To learn you must first know which key harmonica to choose!
Most recorded harmonica you hear is done in crossed (or second) position. Basically what this means is that the harmonica used is not in the same key as the song. Learning this is THE big step toward learning how to play blues harmonica. Many harmonica players spend years without knowing which harmonica to choose when they know what key the song is played. In second position the draw chord becomes the song key instead of the blow chord. See the following chart to select the correct harmonica for playing crossed harp (second position) in any song key. Note that the harmonica you want to use is 5 half tones above the key the song is being played in.
Now you may ask why you would want to do this.

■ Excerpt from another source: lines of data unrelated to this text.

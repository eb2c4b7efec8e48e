//! Party synchronization gateway library.
//!
//! Keeps any number of WebSocket viewers in lockstep on a shared,
//! time-limited party: the host controls playback, all members exchange
//! chat, and a publish/subscribe fanout replicates messages across
//! gateway instances.

// layers
pub mod domain;
pub mod infrastructure;
pub mod ui;
pub mod usecase;

// per-instance state and plumbing
pub mod registry;
pub mod relay;

// shared helpers
pub mod logger;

A 10 hole diatonic harmonica doesn't have all the notes you want to play. You can "make" other notes by bending (lowering the pitch) of some notes on a harmonica. It sounds terrific and is what you normally hear when a song includes a harmonica.

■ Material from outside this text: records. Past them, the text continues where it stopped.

//! In-process room registry.
//!
//! A room is the set of live WebSocket connections on *this* instance for
//! one party id. Rooms are never shared across instances; cross-instance
//! consistency comes from the fanout bus alone.
//!
//! All mutation and delivery happens under the registry lock, so a
//! connection removed from its room can never be targeted by a flush in
//! progress.

use std::collections::HashMap;
use std::fmt;

use tokio::sync::{mpsc, Mutex};
use uuid::Uuid;

use crate::domain::PartyId;

/// What the per-socket pusher loop receives.
#[derive(Debug, Clone, PartialEq)]
pub enum OutboundFrame {
    /// Text frame to forward to the client.
    Message(String),
    /// Close the socket with a normal closure code.
    Close,
}

/// Identity of one attached connection within its room.
#[derive(Debug, Clone, PartialEq, Eq, Hash)]
pub struct ConnectionId(Uuid);

impl ConnectionId {
    fn generate() -> Self {
        Self(Uuid::new_v4())
    }
}

impl fmt::Display for ConnectionId {
    fn fmt(&self, f: &mut fmt::Formatter<'_>) -> fmt::Result {
        self.0.fmt(f)
    }
}

/// Connection set of one party on this instance.
#[derive(Default)]
struct Room {
    connections: HashMap<ConnectionId, mpsc::UnboundedSender<OutboundFrame>>,
}

/// Registry of all rooms on this instance.
///
/// Invariant: an entry exists iff at least one live connection for that
/// party id is attached here.
pub struct RoomRegistry {
    rooms: Mutex<HashMap<PartyId, Room>>,
}

impl RoomRegistry {
    pub fn new() -> Self {
        Self {
            rooms: Mutex::new(HashMap::new()),
        }
    }

    /// Attach a connection to the party's room, creating the room if this
    /// is the first local connection for that party.
    pub async fn attach(
        &self,
        party_id: &PartyId,
        sender: mpsc::UnboundedSender<OutboundFrame>,
    ) -> ConnectionId {
        let connection_id = ConnectionId::generate();
        let mut rooms = self.rooms.lock().await;
        rooms
            .entry(party_id.clone())
            .or_default()
            .connections
            .insert(connection_id.clone(), sender);
        connection_id
    }

    /// Detach a connection; drops the room entry when its connection set
    /// becomes empty. Returns `true` when the room was removed.
    pub async fn detach(&self, party_id: &PartyId, connection_id: &ConnectionId) -> bool {
        let mut rooms = self.rooms.lock().await;
        let Some(room) = rooms.get_mut(party_id) else {
            return false;
        };
        room.connections.remove(connection_id);
        if room.connections.is_empty() {
            rooms.remove(party_id);
            return true;
        }
        false
    }

    /// Deliver a payload to every connection in the party's local room,
    /// sender included. Best-effort: a connection mid-teardown is skipped.
    /// Returns the number of queued deliveries.
    pub async fn deliver(&self, party_id: &PartyId, payload: &str) -> usize {
        let rooms = self.rooms.lock().await;
        let Some(room) = rooms.get(party_id) else {
            return 0;
        };
        let mut delivered = 0;
        for (connection_id, sender) in room.connections.iter() {
            if sender
                .send(OutboundFrame::Message(payload.to_string()))
                .is_err()
            {
                tracing::warn!("failed to deliver to connection '{}', skipping", connection_id);
            } else {
                delivered += 1;
            }
        }
        delivered
    }

    /// Queue a close for every connection in the party's local room.
    ///
    /// Room entries are not removed here; each closing transport runs its
    /// own detach, which keeps the registry invariant intact.
    pub async fn close_party(&self, party_id: &PartyId) {
        let rooms = self.rooms.lock().await;
        let Some(room) = rooms.get(party_id) else {
            return;
        };
        for sender in room.connections.values() {
            let _ = sender.send(OutboundFrame::Close);
        }
    }

    /// Number of local connections for a party.
    pub async fn member_count(&self, party_id: &PartyId) -> usize {
        let rooms = self.rooms.lock().await;
        rooms
            .get(party_id)
            .map(|room| room.connections.len())
            .unwrap_or(0)
    }

    /// Whether a room entry exists for a party on this instance.
    pub async fn contains(&self, party_id: &PartyId) -> bool {
        self.rooms.lock().await.contains_key(party_id)
    }
}

impl Default for RoomRegistry {
    fn default() -> Self {
        Self::new()
    }
}
//! Fanout bus adapters.
//!
//! - `redis`: pub/sub across gateway instances (PUBLISH/PSUBSCRIBE).
//! - `memory`: in-process fallback for single-instance deployments and
//!   tests.

pub mod memory;
pub mod redis;

pub use memory::MemoryFanoutBus;
pub use redis::RedisFanoutBus;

On the lower holes (holes 1 through 6 with 3 being easiest) you can fairly easily bend the draw notes. Therefore in second position you have draw notes available to "make" the missing notes you need. It works out! The higher pitched the harmonica the easier it is to bend and control the draw notes on the lower holes (G is the lowest pitch harp and F sharp is the highest..so with an F harmonica it is easy to learn to bend notes. You will be playing in C with an F harp).
Before you harmonica players start writing me... yes, you can bend blow notes too! It is much more difficult to learn and control though. Some blues players (Jimmy Reed for example - See sample below) do much the same sound as crossed harp by bending the blow notes on the top end of the harmonica playing straight harp (harp in the same key as the song). It is almost impossible to bend and control the blow notes on the bottom end of a harmonica. If you want to learn to bend the high blow notes, choose a harmonica in a low key (G or A for instance) and use holes 8, 9, and 10. If you try hard enough and long enough you will succeed. It took me years to master it.

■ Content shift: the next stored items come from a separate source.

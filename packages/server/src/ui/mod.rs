//! HTTP and WebSocket surface of the gateway.

pub mod handler;
mod server;
mod signal;
mod state;

pub use server::Server;
pub use state::AppState;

How do I learn to bend notes?
I know of no way to teach you to bend notes. I do know that if you keep trying it will come. Technically the pitch is changed by altering the direction the air enters the hole and strikes the reed. It has nothing to do with pressure or how hard you blow. It is accomplished by changing the shape of the inside of you mouth and/or the location of your tongue. Learning to play the harmonica is very much like learning to talk. No one can teach you how to make the sounds but you learn by trial and error. After you become proficient at playing the harmonica, it is very much like singing. You think what you want to hear and it just comes out!
How do I learn to play single notes (one hole)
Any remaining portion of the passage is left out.